◆ **EXERCISE MATERIALS**:
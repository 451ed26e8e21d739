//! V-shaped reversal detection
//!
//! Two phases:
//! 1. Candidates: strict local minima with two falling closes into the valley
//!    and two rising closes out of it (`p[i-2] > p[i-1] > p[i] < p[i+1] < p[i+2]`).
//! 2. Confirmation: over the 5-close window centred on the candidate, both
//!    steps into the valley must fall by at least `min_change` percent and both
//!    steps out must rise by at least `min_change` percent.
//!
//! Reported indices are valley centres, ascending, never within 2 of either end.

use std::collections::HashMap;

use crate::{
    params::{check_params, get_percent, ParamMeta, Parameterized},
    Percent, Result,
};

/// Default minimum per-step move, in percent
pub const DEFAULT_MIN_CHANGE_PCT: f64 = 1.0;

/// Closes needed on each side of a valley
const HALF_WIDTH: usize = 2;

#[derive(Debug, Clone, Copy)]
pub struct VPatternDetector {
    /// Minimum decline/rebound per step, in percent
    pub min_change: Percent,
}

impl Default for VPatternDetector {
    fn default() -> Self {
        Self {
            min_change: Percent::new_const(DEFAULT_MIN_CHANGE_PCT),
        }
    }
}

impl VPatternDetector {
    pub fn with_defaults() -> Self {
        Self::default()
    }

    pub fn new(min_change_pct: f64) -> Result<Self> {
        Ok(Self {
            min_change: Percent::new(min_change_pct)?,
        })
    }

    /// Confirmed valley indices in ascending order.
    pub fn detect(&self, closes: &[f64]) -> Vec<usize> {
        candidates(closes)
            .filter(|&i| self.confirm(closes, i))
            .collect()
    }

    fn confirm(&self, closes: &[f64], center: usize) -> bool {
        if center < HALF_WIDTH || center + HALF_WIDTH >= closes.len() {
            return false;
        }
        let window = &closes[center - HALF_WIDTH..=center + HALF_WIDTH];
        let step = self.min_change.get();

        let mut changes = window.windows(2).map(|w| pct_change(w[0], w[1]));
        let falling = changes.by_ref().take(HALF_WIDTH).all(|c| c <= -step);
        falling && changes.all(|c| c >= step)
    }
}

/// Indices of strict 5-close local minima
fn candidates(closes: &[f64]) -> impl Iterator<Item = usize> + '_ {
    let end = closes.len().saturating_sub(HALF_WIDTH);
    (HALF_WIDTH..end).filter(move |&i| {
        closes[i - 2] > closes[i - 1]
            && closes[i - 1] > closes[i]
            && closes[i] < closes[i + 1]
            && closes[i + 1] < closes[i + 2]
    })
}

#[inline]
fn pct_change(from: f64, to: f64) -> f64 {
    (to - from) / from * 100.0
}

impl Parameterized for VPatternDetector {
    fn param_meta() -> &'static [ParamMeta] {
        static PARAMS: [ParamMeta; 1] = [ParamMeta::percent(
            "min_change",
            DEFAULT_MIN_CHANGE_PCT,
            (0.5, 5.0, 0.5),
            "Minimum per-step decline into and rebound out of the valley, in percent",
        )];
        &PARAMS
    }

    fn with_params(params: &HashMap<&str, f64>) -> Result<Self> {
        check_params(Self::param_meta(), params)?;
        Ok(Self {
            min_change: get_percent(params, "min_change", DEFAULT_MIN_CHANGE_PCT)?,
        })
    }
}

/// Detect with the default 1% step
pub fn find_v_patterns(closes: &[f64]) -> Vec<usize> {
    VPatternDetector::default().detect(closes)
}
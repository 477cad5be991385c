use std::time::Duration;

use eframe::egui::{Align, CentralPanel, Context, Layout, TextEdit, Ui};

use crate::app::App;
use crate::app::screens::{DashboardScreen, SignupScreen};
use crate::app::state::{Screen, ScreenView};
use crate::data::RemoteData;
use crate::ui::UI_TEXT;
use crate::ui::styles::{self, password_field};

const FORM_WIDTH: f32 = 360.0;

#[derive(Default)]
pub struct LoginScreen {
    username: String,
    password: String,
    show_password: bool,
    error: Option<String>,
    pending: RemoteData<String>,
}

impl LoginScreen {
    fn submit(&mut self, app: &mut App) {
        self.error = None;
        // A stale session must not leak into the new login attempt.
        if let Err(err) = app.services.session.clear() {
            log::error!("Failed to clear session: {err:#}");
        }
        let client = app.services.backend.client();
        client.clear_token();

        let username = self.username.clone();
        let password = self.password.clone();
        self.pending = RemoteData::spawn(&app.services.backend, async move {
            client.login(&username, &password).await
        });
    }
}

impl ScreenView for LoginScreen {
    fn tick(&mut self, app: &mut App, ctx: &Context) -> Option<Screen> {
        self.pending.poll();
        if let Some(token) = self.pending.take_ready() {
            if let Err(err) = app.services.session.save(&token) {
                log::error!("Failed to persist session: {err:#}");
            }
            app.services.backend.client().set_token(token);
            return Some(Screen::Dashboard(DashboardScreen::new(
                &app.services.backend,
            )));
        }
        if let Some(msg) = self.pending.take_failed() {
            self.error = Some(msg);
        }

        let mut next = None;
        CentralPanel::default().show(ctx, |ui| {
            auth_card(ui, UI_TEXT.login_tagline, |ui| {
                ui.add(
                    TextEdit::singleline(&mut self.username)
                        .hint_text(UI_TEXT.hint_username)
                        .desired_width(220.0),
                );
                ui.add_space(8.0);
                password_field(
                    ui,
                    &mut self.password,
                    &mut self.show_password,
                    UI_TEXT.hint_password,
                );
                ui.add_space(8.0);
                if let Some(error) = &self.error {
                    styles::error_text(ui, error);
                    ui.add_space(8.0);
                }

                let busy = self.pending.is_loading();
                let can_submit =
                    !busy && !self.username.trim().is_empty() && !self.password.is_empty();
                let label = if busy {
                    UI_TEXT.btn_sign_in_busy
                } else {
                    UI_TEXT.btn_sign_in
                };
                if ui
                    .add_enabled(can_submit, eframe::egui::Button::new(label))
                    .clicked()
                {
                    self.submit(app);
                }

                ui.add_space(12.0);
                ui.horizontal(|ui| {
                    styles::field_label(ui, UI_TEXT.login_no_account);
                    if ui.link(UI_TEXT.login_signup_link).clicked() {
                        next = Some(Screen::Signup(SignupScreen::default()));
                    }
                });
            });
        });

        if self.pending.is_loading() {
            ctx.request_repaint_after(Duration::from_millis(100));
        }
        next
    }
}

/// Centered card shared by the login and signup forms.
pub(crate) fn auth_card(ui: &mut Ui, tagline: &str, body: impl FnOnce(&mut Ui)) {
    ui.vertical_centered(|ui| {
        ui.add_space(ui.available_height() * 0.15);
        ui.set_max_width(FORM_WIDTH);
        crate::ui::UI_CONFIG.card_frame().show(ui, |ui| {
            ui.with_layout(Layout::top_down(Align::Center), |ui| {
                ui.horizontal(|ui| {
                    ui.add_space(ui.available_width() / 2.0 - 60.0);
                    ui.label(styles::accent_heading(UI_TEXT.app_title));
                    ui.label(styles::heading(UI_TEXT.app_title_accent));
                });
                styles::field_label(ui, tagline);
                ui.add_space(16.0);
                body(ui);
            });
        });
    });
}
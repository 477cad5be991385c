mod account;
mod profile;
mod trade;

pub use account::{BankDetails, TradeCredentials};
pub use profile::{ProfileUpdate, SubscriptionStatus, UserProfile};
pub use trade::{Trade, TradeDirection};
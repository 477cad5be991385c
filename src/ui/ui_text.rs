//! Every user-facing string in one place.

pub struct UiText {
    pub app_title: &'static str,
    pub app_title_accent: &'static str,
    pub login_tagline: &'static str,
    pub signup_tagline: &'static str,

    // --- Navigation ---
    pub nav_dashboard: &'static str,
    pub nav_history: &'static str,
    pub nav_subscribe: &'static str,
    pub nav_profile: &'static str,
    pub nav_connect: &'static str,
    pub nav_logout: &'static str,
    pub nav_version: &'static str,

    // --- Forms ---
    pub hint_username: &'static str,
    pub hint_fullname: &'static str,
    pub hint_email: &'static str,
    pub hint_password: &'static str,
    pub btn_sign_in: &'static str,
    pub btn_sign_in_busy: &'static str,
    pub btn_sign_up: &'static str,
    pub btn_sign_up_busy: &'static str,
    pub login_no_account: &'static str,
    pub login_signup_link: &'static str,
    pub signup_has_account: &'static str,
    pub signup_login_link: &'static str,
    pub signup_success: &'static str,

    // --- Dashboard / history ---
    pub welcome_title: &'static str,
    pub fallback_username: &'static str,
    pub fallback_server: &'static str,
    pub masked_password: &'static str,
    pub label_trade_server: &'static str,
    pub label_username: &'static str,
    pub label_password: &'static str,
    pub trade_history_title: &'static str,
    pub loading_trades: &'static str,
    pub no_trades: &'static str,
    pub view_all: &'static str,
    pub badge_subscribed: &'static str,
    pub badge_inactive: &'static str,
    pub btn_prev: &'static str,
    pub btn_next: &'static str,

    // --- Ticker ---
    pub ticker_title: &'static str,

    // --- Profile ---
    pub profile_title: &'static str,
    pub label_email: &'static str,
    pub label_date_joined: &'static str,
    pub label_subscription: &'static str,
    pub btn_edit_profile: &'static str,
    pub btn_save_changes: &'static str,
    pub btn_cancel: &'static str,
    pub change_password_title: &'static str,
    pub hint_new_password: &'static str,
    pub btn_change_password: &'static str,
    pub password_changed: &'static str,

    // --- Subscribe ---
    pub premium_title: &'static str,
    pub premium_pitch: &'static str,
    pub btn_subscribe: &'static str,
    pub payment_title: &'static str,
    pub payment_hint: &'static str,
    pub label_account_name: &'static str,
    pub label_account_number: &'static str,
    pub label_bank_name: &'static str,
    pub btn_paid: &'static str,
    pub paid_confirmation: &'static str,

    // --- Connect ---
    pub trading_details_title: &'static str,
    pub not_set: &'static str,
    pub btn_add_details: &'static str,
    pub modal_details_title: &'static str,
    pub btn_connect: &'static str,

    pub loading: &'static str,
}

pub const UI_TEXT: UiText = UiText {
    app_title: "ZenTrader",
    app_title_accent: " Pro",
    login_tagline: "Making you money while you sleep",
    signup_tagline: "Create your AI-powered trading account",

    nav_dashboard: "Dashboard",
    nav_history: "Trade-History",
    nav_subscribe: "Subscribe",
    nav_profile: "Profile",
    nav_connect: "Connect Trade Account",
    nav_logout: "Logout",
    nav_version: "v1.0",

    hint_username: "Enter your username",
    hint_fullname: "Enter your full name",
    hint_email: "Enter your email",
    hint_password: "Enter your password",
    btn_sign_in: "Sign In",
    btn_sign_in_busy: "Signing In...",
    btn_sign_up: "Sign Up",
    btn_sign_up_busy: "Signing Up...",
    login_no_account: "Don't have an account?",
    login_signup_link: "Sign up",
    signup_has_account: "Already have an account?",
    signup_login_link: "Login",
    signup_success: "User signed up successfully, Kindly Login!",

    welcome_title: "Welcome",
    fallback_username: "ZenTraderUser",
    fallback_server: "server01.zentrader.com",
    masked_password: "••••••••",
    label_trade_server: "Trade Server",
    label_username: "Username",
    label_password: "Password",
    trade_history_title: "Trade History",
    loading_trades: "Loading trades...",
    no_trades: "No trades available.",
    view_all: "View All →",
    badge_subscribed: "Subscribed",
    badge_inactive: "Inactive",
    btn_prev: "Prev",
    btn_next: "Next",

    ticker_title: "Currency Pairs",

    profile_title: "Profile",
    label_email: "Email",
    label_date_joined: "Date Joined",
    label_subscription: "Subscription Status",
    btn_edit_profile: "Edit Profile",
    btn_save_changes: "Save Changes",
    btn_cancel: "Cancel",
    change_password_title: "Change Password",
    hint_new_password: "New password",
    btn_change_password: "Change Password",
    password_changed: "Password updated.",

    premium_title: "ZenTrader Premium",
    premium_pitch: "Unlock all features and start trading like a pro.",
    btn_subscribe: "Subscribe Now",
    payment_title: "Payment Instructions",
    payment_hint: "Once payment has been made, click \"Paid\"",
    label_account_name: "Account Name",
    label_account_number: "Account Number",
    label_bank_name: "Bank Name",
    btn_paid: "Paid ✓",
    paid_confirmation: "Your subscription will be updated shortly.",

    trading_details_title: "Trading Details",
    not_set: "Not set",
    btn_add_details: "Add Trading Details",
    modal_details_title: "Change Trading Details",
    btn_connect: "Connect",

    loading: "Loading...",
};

◆ **YOUR INSTRUCTIONS**: Give the number of lines in the data that contain the word "Signing", and add no other text.

◆ **EXERCISE OUTPUT**: 2